Fertilising guide
How to fertilise Rudbeckia 'Little Henry' (Rudbeckia subtomentosa 'Little Henry')— schedule & NPK
Also called Little Henry sweet black-eyed Susan, Dwarf quilled Rudbeckia.
More about rudbeckia 'little henry'
About Rudbeckia 'Little Henry'
Rudbeckia subtomentosa 'Little Henry' · also called Little Henry sweet black-eyed Susan, Dwarf quilled Rudbeckia · flowering
Rudbeckia subtomentosa 'Little Henry' is a compact dwarf form of the sweet black-eyed Susan, growing to just 60-90 cm. It retains the distinctive quilled gold ray petals and dark centres of 'Henry Eilers' in a border-friendly size. Honey-scented, long-blooming from July to September, and highly attractive to bees and butterflies.
Growth habit: Upright compact clump-forming perennial
What fertiliser rudbeckia 'little henry' actually wants — and why
Rudbeckia 'Little Henry' flowers best on poor soil — feed it and you get a lush leafy plant with very few blooms, the exact opposite of what you want.

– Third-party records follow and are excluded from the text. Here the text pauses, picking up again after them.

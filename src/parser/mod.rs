//! Recursive-descent parser producing an untyped parse tree.
//!
//! Grammar alternatives are tried via backtracking: save `self.position`,
//! attempt the alternative, and restore the saved position on `Err`. A
//! failed alternative is not an error; only a failure that survives to
//! the top level is reported as a syntax error with its location.
//!
//! The one piece of semantic knowledge the parser keeps is a scoped set
//! of typedef names, needed to resolve the typedef-vs-identifier and
//! declarator-vs-expression ambiguities before the real environment
//! exists.

use hashbrown::HashMap;
use log::trace;
use symbol_table::GlobalSymbol as Symbol;

use crate::diagnostic::ParseError;
use crate::source::SourceSpan;
use crate::token::{KeywordKind, Token, TokenKind};

pub mod tree;

mod declarations;
mod expressions;
mod statements;

#[cfg(test)]
mod tests_parser;

use tree::TranslationUnit;

/// A parser over a token stream produced by the external lexer.
pub struct Parser {
    tokens: Vec<Token>,
    position: usize,
    /// Names bound at each brace nesting level; `true` for typedef
    /// names, `false` for ordinary declarations that shadow an outer
    /// typedef.
    typedef_scopes: Vec<HashMap<Symbol, bool>>,
}

impl Parser {
    pub fn new(tokens: Vec<Token>) -> Self {
        Parser {
            tokens,
            position: 0,
            typedef_scopes: vec![HashMap::new()],
        }
    }

    /// Parses the entire translation unit: one or more external
    /// declarations up to end of input.
    pub fn parse(&mut self) -> Result<TranslationUnit, ParseError> {
        let mut declns = Vec::new();
        while !self.at_eof() {
            declns.push(self.parse_external_decln()?);
        }
        Ok(TranslationUnit { declns })
    }

    // ------------------------------------------------------------------
    // token cursor
    // ------------------------------------------------------------------

    fn at_eof(&self) -> bool {
        match self.tokens.get(self.position) {
            None => true,
            Some(t) => t.kind == TokenKind::Eof,
        }
    }

    /// Returns the current token without consuming it.
    pub(crate) fn current_token(&self) -> Result<Token, ParseError> {
        self.tokens
            .get(self.position)
            .cloned()
            .ok_or(ParseError::UnexpectedEof {
                location: self.last_span(),
            })
    }

    /// Returns the kind of the current token.
    pub(crate) fn current_kind(&self) -> Result<TokenKind, ParseError> {
        self.current_token().map(|t| t.kind)
    }

    fn last_span(&self) -> SourceSpan {
        self.tokens
            .last()
            .map(|t| t.span)
            .unwrap_or_else(SourceSpan::empty)
    }

    /// Consumes the current token.
    pub(crate) fn eat(&mut self) {
        self.position += 1;
    }

    /// Consumes the current token if it has the given kind.
    pub(crate) fn eat_token(&mut self, kind: &TokenKind) -> Result<bool, ParseError> {
        if self.current_kind()? == *kind {
            self.eat();
            return Ok(true);
        }
        Ok(false)
    }

    /// Expects a specific punctuation token.
    pub(crate) fn expect_punct(&mut self, value: TokenKind) -> Result<(), ParseError> {
        let token = self.current_token()?;
        if token.kind == value {
            self.eat();
            return Ok(());
        }
        Err(ParseError::UnexpectedToken {
            expected: value.to_string(),
            found: token.kind,
            location: token.span,
        })
    }

    /// Expects a specific keyword.
    pub(crate) fn expect_keyword(&mut self, value: KeywordKind) -> Result<(), ParseError> {
        if self.eat_token(&TokenKind::Keyword(value))? {
            return Ok(());
        }
        let token = self.current_token()?;
        Err(ParseError::UnexpectedToken {
            expected: value.to_string(),
            found: token.kind,
            location: token.span,
        })
    }

    /// Consumes an identifier if one is present, returning its name.
    pub(crate) fn maybe_name(&mut self) -> Result<Option<Symbol>, ParseError> {
        let token = self.current_token()?;
        if let TokenKind::Identifier(id) = token.kind {
            self.eat();
            Ok(Some(id))
        } else {
            Ok(None)
        }
    }

    /// Expects and consumes an identifier, returning its name.
    pub(crate) fn expect_name(&mut self) -> Result<Symbol, ParseError> {
        let token = self.current_token()?;
        if let TokenKind::Identifier(id) = token.kind {
            self.eat();
            Ok(id)
        } else {
            Err(ParseError::UnexpectedToken {
                expected: "identifier".to_string(),
                found: token.kind,
                location: token.span,
            })
        }
    }

    /// The stock "this alternative did not match" failure.
    pub(crate) fn unexpected(&self, expected: &str) -> ParseError {
        match self.current_token() {
            Ok(token) => ParseError::UnexpectedToken {
                expected: expected.to_string(),
                found: token.kind,
                location: token.span,
            },
            Err(e) => e,
        }
    }

    // ------------------------------------------------------------------
    // typedef name tracking
    // ------------------------------------------------------------------

    pub(crate) fn is_typedef_name(&self, name: Symbol) -> bool {
        self.typedef_scopes
            .iter()
            .rev()
            .find_map(|scope| scope.get(&name))
            .copied()
            .unwrap_or(false)
    }

    pub(crate) fn add_typedef_name(&mut self, name: Symbol) {
        trace!("parser: registering typedef name '{}'", name);
        if let Some(scope) = self.typedef_scopes.last_mut() {
            scope.insert(name, true);
        }
    }

    /// An ordinary declaration shadows any outer typedef of the same
    /// name for the rest of the block.
    pub(crate) fn shadow_typedef_name(&mut self, name: Symbol) {
        if let Some(scope) = self.typedef_scopes.last_mut() {
            scope.insert(name, false);
        }
    }

    pub(crate) fn enter_typedef_scope(&mut self) {
        self.typedef_scopes.push(HashMap::new());
    }

    pub(crate) fn exit_typedef_scope(&mut self) {
        if self.typedef_scopes.len() > 1 {
            self.typedef_scopes.pop();
        }
    }

    // ------------------------------------------------------------------
    // backtracking
    // ------------------------------------------------------------------

    /// Tries `parse_fn`; on failure restores the saved position and
    /// returns `None`. The workhorse of grammar-alternative selection.
    pub(crate) fn attempt<T, F>(&mut self, parse_fn: F) -> Option<T>
    where
        F: FnOnce(&mut Self) -> Result<T, ParseError>,
    {
        let saved = self.position;
        match parse_fn(self) {
            Ok(value) => Some(value),
            Err(_) => {
                self.position = saved;
                None
            }
        }
    }
}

Little or nothing. Rich, especially nitrogen-rich, soil pushes foliage at the expense of flowers in this plant — lean ground is the technique, not a deficiency.
For the language behind the three numbers on the bottle — what nitrogen, phosphorus and potassium each do — see the NPK ratio explained entry. The short version for rudbeckia 'little henry': match the feed to the job the plant is doing right now, not to a generic “plant food” on the shelf.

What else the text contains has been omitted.